それくらい猫への愛は重い。猫を守れるのは、人間しか居ないのだ。

ひとまず猫は夫に任せて、わたしは旧居へ戻り引っ越し業者を待つ事に。

とても親切な業者さんが、凄まじいスピードで荷物を運んでいく。
1時間もしない内に、部屋はもぬけの殻。

最後はきっと、この部屋に住んだ事を想い出してちょっぴり寂しくなったりするんだろうなぁ…と思ったが、もうそんな事よりも猫が心配でたまらなかった。

管理会社との退去立ち合いも無事終わり、新居へと急ぐ。

引っ越し業務さんの運び入れは既に終わっていて、特にトラブルや猫の脱走も無く、無事終了。
猫の居る部屋は扉を開けないでください、というお願いも快く聞いてくれて、猫の安全も守られた。

そっと猫が居る部屋を覗くと、サークルの中でちょこん、と座る猫と目が合った。
よほど不安だったのか、わたしの存在にも警戒している。

とりあえずリビングに猫のご飯、お水、トイレを設置。
サークルのファスナーを開けて、猫が出てきてくれるのを待った。

意外とすんなり出てきてくれたものの、かなりへっぴり腰。
見ているこちらが何だか辛くなる程に…

とにかく心配でたまらない下僕ズ

必要以上には構わず、危なくないよう近くでそっと見守ることに。
小一時間くらいはビビったままだったものの、しばらくするとご飯を食べたり、お水を飲んでくれた。

食欲がなくなってしまったらどうしようかと思ったが、何とか大丈夫そうだ。
さらにしばらくすると、おトイレもしてくれたのだ。

ああ、よかった。
食欲もあるし排泄もばっちり。

まだ物音や大量の段ボールに警戒しているものの、少しづつ行動範囲を広げて歩き回っている。猫の怯える瞳を見たときはつい弱気になってしまったが、慣れるまで時間をかけて、きちんと観察していれば大丈夫そうだ。
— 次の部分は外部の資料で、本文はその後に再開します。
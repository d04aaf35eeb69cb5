//! The [`HashTree`] handle.

use std::borrow::Borrow;
use std::fmt;
use std::hash::{BuildHasher, Hash};
use std::ops;
use std::sync::Arc;

use crate::builder::Builder;
use crate::hash::{DefaultHashBuilder, KeyHash, Level};
use crate::index;
use crate::iter::{Iter, Keys, Values};
use crate::node::{Entry, Node, NodeRef};
use crate::ops::combine::{Strategy, combine};
use crate::ops::filter::filter;
use crate::ops::get::get;
use crate::ops::insert::insert;
use crate::ops::intersection::intersection;
use crate::ops::map_values::{compact_map_values, map_values};
use crate::ops::predicates;
use crate::ops::remove::{compress_root, remove};
use crate::ops::subtracting::subtracting;
use crate::ops::symmetric_difference::symmetric_difference;
use crate::ops::union::union;
use crate::path::Path;
use crate::stats::Statistics;

/// Persistent hash map based on a CHAMP trie.
///
/// Cloning is O(1): both handles share every node. A mutation copies only
/// the nodes on its path that are still shared, so other handles never see
/// it. The same set of keys always produces the same trie shape.
///
/// Bulk operations combine two trees node by node and reuse every subtree
/// they leave untouched. Both operands must hash keys the same way.
pub struct HashTree<K, V, S = DefaultHashBuilder> {
    root: NodeRef<K, V>,
    hasher: S,
}

// ---------------------------------------------------------------------------
// Construction & accessors (no trait bounds)
// ---------------------------------------------------------------------------

impl<K, V> HashTree<K, V> {
    /// Creates an empty tree with the default hasher.
    #[must_use]
    pub fn new() -> Self {
        Self::with_hasher(DefaultHashBuilder::default())
    }
}

impl<K, V, S> HashTree<K, V, S> {
    /// Creates an empty tree hashing keys with `hasher`.
    #[must_use]
    pub fn with_hasher(hasher: S) -> Self {
        Self {
            root: Arc::new(Node::empty()),
            hasher,
        }
    }

    /// Returns the number of key-value pairs.
    #[must_use]
    pub fn len(&self) -> usize {
        self.root.count()
    }

    /// Returns `true` if the tree contains no entries.
    #[must_use]
    pub fn is_empty(&self) -> bool {
        self.root.count() == 0
    }

    /// Returns the hasher.
    #[must_use]
    pub const fn hasher(&self) -> &S {
        &self.hasher
    }

    /// Returns the root node.
    #[must_use]
    pub const fn root(&self) -> &NodeRef<K, V> {
        &self.root
    }

    /// Returns `true` if both handles share the same root node.
    #[must_use]
    pub fn ptr_eq(&self, other: &Self) -> bool {
        Arc::ptr_eq(&self.root, &other.root)
    }

    /// Returns an iterator over `(&K, &V)` pairs in trie order.
    #[must_use]
    pub fn iter(&self) -> Iter<'_, K, V> {
        Iter::new(&self.root)
    }

    /// Returns an iterator over the keys in trie order.
    #[must_use]
    pub fn keys(&self) -> Keys<'_, K, V> {
        Keys::new(&self.root)
    }

    /// Returns an iterator over the values in trie order.
    #[must_use]
    pub fn values(&self) -> Values<'_, K, V> {
        Values::new(&self.root)
    }

    /// Gathers shape and memory statistics.
    #[must_use]
    pub fn statistics(&self) -> Statistics {
        Statistics::gather(&self.root)
    }
}

// ---------------------------------------------------------------------------
// Positions
// ---------------------------------------------------------------------------

impl<K, V, S> HashTree<K, V, S> {
    /// Path of the first item in iteration order (the end if empty).
    #[must_use]
    pub fn start_path(&self) -> Path<'_, K, V> {
        Path::start(&self.root)
    }

    /// Path past the last item.
    #[must_use]
    pub fn end_path(&self) -> Path<'_, K, V> {
        Path::end(&self.root)
    }

    /// Path of the item at `position` in iteration order; `len()` yields the
    /// end path.
    ///
    /// # Panics
    ///
    /// Panics if `position > len()`.
    #[must_use]
    pub fn item_at(&self, position: usize) -> Path<'_, K, V> {
        index::item_at(&self.root, position)
    }

    /// Iteration position of `path`.
    #[must_use]
    pub fn position_of(&self, path: &Path<'_, K, V>) -> usize {
        index::position_of(&self.root, path)
    }

    /// Path of the item following `path`, or the end path.
    ///
    /// # Panics
    ///
    /// Panics if `path` is the end path.
    #[must_use]
    pub fn successor<'a>(&'a self, path: Path<'a, K, V>) -> Path<'a, K, V> {
        let mut path = path;
        path.find_successor_item(&self.root);
        path
    }

    /// Path of the item preceding `path`.
    ///
    /// # Panics
    ///
    /// Panics if `path` is the start path.
    #[must_use]
    pub fn predecessor<'a>(&'a self, path: Path<'a, K, V>) -> Path<'a, K, V> {
        let mut path = path;
        assert!(
            path.find_predecessor_item(&self.root),
            "no item precedes the start position"
        );
        path
    }

    /// Number of steps from `from` to `to`; negative if `to` comes first.
    #[must_use]
    pub fn distance(&self, from: &Path<'_, K, V>, to: &Path<'_, K, V>) -> isize {
        index::distance(&self.root, from, to)
    }

    /// Moves `path` by `offset` items, stopping at `limit` if it lies on the
    /// way. Returns `false` if the limit was hit.
    ///
    /// # Panics
    ///
    /// Panics if the target lies outside `0..=len()` and no limit stops it.
    pub fn seek<'a>(
        &'a self,
        path: &mut Path<'a, K, V>,
        offset: isize,
        limit: Option<&Path<'a, K, V>>,
    ) -> bool {
        index::seek(&self.root, path, offset, limit)
    }
}

// ---------------------------------------------------------------------------
// Read operations (K: Hash + Eq)
// ---------------------------------------------------------------------------

impl<K: Hash + Eq, V, S: BuildHasher> HashTree<K, V, S> {
    fn hash_of<Q: Hash + ?Sized>(&self, key: &Q) -> KeyHash {
        KeyHash::of(&self.hasher, key)
    }

    /// Returns a reference to the value associated with `key`.
    #[must_use]
    pub fn get<Q>(&self, key: &Q) -> Option<&V>
    where
        K: Borrow<Q>,
        Q: Hash + Eq + ?Sized,
    {
        get(&self.root, Level::ROOT, self.hash_of(key), key).map(|entry| &entry.value)
    }

    /// Returns the stored key and its value.
    #[must_use]
    pub fn get_key_value<Q>(&self, key: &Q) -> Option<(&K, &V)>
    where
        K: Borrow<Q>,
        Q: Hash + Eq + ?Sized,
    {
        get(&self.root, Level::ROOT, self.hash_of(key), key).map(Entry::pair)
    }

    /// Returns `true` if the tree contains `key`.
    #[must_use]
    pub fn contains_key<Q>(&self, key: &Q) -> bool
    where
        K: Borrow<Q>,
        Q: Hash + Eq + ?Sized,
    {
        self.get(key).is_some()
    }

    /// Returns the path of `key`, if present.
    #[must_use]
    pub fn path_to<Q>(&self, key: &Q) -> Option<Path<'_, K, V>>
    where
        K: Borrow<Q>,
        Q: Hash + Eq + ?Sized,
    {
        index::path_to(&self.root, self.hash_of(key), key)
    }
}

// ---------------------------------------------------------------------------
// Write operations (K: Hash + Eq + Clone, V: Clone)
// ---------------------------------------------------------------------------

impl<K: Hash + Eq + Clone, V: Clone, S: BuildHasher> HashTree<K, V, S> {
    /// Inserts a key-value pair.
    ///
    /// Returns `None` if the key was new, or `Some(old_value)` if an existing
    /// value was replaced.
    pub fn insert(&mut self, key: K, value: V) -> Option<V> {
        let hash = self.hash_of(&key);
        insert(&mut self.root, Level::ROOT, Entry::new(hash, key, value))
    }

    /// Removes a key from the tree. Returns the removed value, or `None` if
    /// the key was not present.
    pub fn remove<Q>(&mut self, key: &Q) -> Option<V>
    where
        K: Borrow<Q>,
        Q: Hash + Eq + ?Sized,
    {
        self.remove_entry(key).map(|(_, value)| value)
    }

    /// Removes a key from the tree, returning the stored key and value.
    pub fn remove_entry<Q>(&mut self, key: &Q) -> Option<(K, V)>
    where
        K: Borrow<Q>,
        Q: Hash + Eq + ?Sized,
    {
        let hash = self.hash_of(key);
        let removed = remove(&mut self.root, Level::ROOT, hash, key)?;
        compress_root(&mut self.root);
        Some((removed.key, removed.value))
    }
}

// ---------------------------------------------------------------------------
// Bulk operations (K: Eq + Clone, V: Clone)
// ---------------------------------------------------------------------------

impl<K: Eq + Clone, V: Clone, S: Clone> HashTree<K, V, S> {
    fn with_root<T>(&self, root: NodeRef<K, T>) -> HashTree<K, T, S> {
        HashTree {
            root,
            hasher: self.hasher.clone(),
        }
    }

    fn rebuild(&self, result: Option<Builder<K, V>>) -> Self {
        match result {
            None => self.clone(),
            Some(builder) => self.with_root(builder.finalize()),
        }
    }

    /// Returns the entries of both trees; on shared keys `self` wins.
    #[must_use]
    pub fn union(&self, other: &Self) -> Self {
        self.rebuild(union(Level::ROOT, &self.root, &other.root))
    }

    /// Returns the entries of `self` whose keys are also in `other`.
    #[must_use]
    pub fn intersection(&self, other: &Self) -> Self {
        self.rebuild(intersection(Level::ROOT, &self.root, &other.root))
    }

    /// Returns the entries of `self` whose keys are not in `other`.
    #[must_use]
    pub fn subtracting(&self, other: &Self) -> Self {
        self.rebuild(subtracting(Level::ROOT, &self.root, &other.root))
    }

    /// Returns the entries whose keys are in exactly one of the trees.
    #[must_use]
    pub fn symmetric_difference(&self, other: &Self) -> Self {
        self.rebuild(symmetric_difference(Level::ROOT, &self.root, &other.root))
    }

    /// Returns the entries for which `keep` returns `true`.
    #[must_use]
    pub fn filter<F>(&self, mut keep: F) -> Self
    where
        F: FnMut(&K, &V) -> bool,
    {
        self.rebuild(filter(Level::ROOT, &self.root, &mut keep))
    }

    /// Returns a tree with the same keys and shape, and values mapped by `f`.
    #[must_use]
    pub fn map_values<T, F>(&self, mut f: F) -> HashTree<K, T, S>
    where
        F: FnMut(&K, &V) -> T,
    {
        self.with_root(map_values(&self.root, &mut f))
    }

    /// Returns a tree of the values mapped by `f`, dropping the keys for
    /// which it returns `None`.
    #[must_use]
    pub fn compact_map_values<T, F>(&self, mut f: F) -> HashTree<K, T, S>
    where
        T: Clone,
        F: FnMut(&K, &V) -> Option<T>,
    {
        self.with_root(compact_map_values(Level::ROOT, &self.root, &mut f).finalize())
    }

    /// Returns the union of both trees, resolving shared keys with `f`.
    #[must_use]
    pub fn merge<F>(&self, other: &Self, mut f: F) -> Self
    where
        F: FnMut(&K, &V, &V) -> V,
    {
        self.combine(other, Strategy::MERGE, |key, left, right| {
            left.zip(right).map(|(left, right)| f(key, left, right))
        })
    }

    /// Combines both trees under `strategy`.
    ///
    /// `f` is called with `(key, left value, right value)` for each key in a
    /// region whose action is [`Action::Merge`](crate::Action::Merge);
    /// returning `None` drops the key.
    #[must_use]
    pub fn combine<F>(&self, other: &Self, strategy: Strategy, mut f: F) -> Self
    where
        F: FnMut(&K, Option<&V>, Option<&V>) -> Option<V>,
    {
        self.rebuild(combine(Level::ROOT, &self.root, &other.root, strategy, &mut f))
    }
}

// ---------------------------------------------------------------------------
// Predicates (K: Eq)
// ---------------------------------------------------------------------------

impl<K: Eq, V, S> HashTree<K, V, S> {
    /// Returns `true` if every key of `self` is in `other`.
    #[must_use]
    pub fn is_subset(&self, other: &Self) -> bool {
        predicates::is_subset(Level::ROOT, &self.root, &other.root)
    }

    /// Returns `true` if the trees share no key.
    #[must_use]
    pub fn is_disjoint(&self, other: &Self) -> bool {
        predicates::is_disjoint(Level::ROOT, &self.root, &other.root)
    }

    /// Returns `true` if both trees hold the same keys, whatever the values.
    #[must_use]
    pub fn is_equal_set(&self, other: &Self) -> bool {
        predicates::is_equal_set(Level::ROOT, &self.root, &other.root)
    }

    /// Verifies every structural invariant of the trie.
    ///
    /// # Panics
    ///
    /// Panics with a description of the first violated invariant.
    pub fn check_invariants(&self) {
        self.root.check_invariants(Level::ROOT, KeyHash::new(0), true);
    }
}

// ---------------------------------------------------------------------------
// Trait impls
// ---------------------------------------------------------------------------

impl<K, V, S: Clone> Clone for HashTree<K, V, S> {
    fn clone(&self) -> Self {
        Self {
            root: Arc::clone(&self.root),
            hasher: self.hasher.clone(),
        }
    }
}

impl<K, V, S: Default> Default for HashTree<K, V, S> {
    fn default() -> Self {
        Self::with_hasher(S::default())
    }
}

impl<K: fmt::Debug, V: fmt::Debug, S> fmt::Debug for HashTree<K, V, S> {
    fn fmt(&self, f: &mut fmt::Formatter<'_>) -> fmt::Result {
        f.debug_map().entries(self.iter()).finish()
    }
}

impl<K: Eq, V: PartialEq, S> PartialEq for HashTree<K, V, S> {
    fn eq(&self, other: &Self) -> bool {
        predicates::equals(Level::ROOT, &self.root, &other.root, &mut |a: &V, b: &V| a == b)
    }
}

impl<K: Eq, V: Eq, S> Eq for HashTree<K, V, S> {}

impl<K: Hash + Eq + Clone, V: Clone, S: BuildHasher> Extend<(K, V)> for HashTree<K, V, S> {
    fn extend<I: IntoIterator<Item = (K, V)>>(&mut self, iter: I) {
        for (k, v) in iter {
            self.insert(k, v);
        }
    }
}

impl<K, V, S> FromIterator<(K, V)> for HashTree<K, V, S>
where
    K: Hash + Eq + Clone,
    V: Clone,
    S: BuildHasher + Default,
{
    fn from_iter<I: IntoIterator<Item = (K, V)>>(iter: I) -> Self {
        let mut tree = Self::default();
        tree.extend(iter);
        tree
    }
}

impl<K, Q, V, S> ops::Index<&Q> for HashTree<K, V, S>
where
    K: Hash + Eq + Borrow<Q>,
    Q: Hash + Eq + ?Sized,
    S: BuildHasher,
{
    type Output = V;

    fn index(&self, key: &Q) -> &V {
        self.get(key).expect("key not found")
    }
}

impl<'a, K, V, S> IntoIterator for &'a HashTree<K, V, S> {
    type Item = (&'a K, &'a V);
    type IntoIter = Iter<'a, K, V>;

    fn into_iter(self) -> Iter<'a, K, V> {
        self.iter()
    }
}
そして夜はキャットタワーに登り、すやすやと眠っていた。
朝方には部屋中を走り回り、わたしの顔を踏み潰すくらいに元気に。

よかったーーーーーーーーー!

思っていた以上にすんなり警戒心は薄れた様で、猫の適応力の速さに改めて感服した。
でも、しっかり準備をしていて良かったし、万が一何かがあってからでは遅いので、多少過保護になって良かったと思っている。

翌日は若干ご飯を食べる量が少ないかなと思ったものの、3日目以降は引っ越し前と同じくらい食べられるようになった。
引っ越し後4〜5日はずっと家に居れるようスケジュールを組んでいたので、猫の観察も出来たし、お互い(主に下僕)不安も感じずに済んだ。

そして現在、引っ越して約4週間の我が家はすっかり猫のものと化している。


ちなみに…旧居の退去費は0円。
壁紙に猫の引っ掻き傷等あったが、入居時に払っていたクリーニング代(退去時、原則返金のないもの)で賄うことが出来た。

実はこの退去費に関しても、多大な費用がかかるんじゃないかとビビっていたので、ほっと胸を撫で下ろした。

こうして、我が家の引っ越しは無事に終わったのだった。

前よりも広いお部屋で楽しそうに遊びまわる猫を見ると、とても嬉しくなる。
もしまた引っ越しをするならば、猫のために1から家を設計したいなあ、なんてビッグドリームも見ている。

きっとその時も、下僕は必死に準備を行うのだろう。
疲れるけど、全く苦ではない。

猫の安心しきった可愛いお顔を見られるのなら、下僕、どんなことだってやります。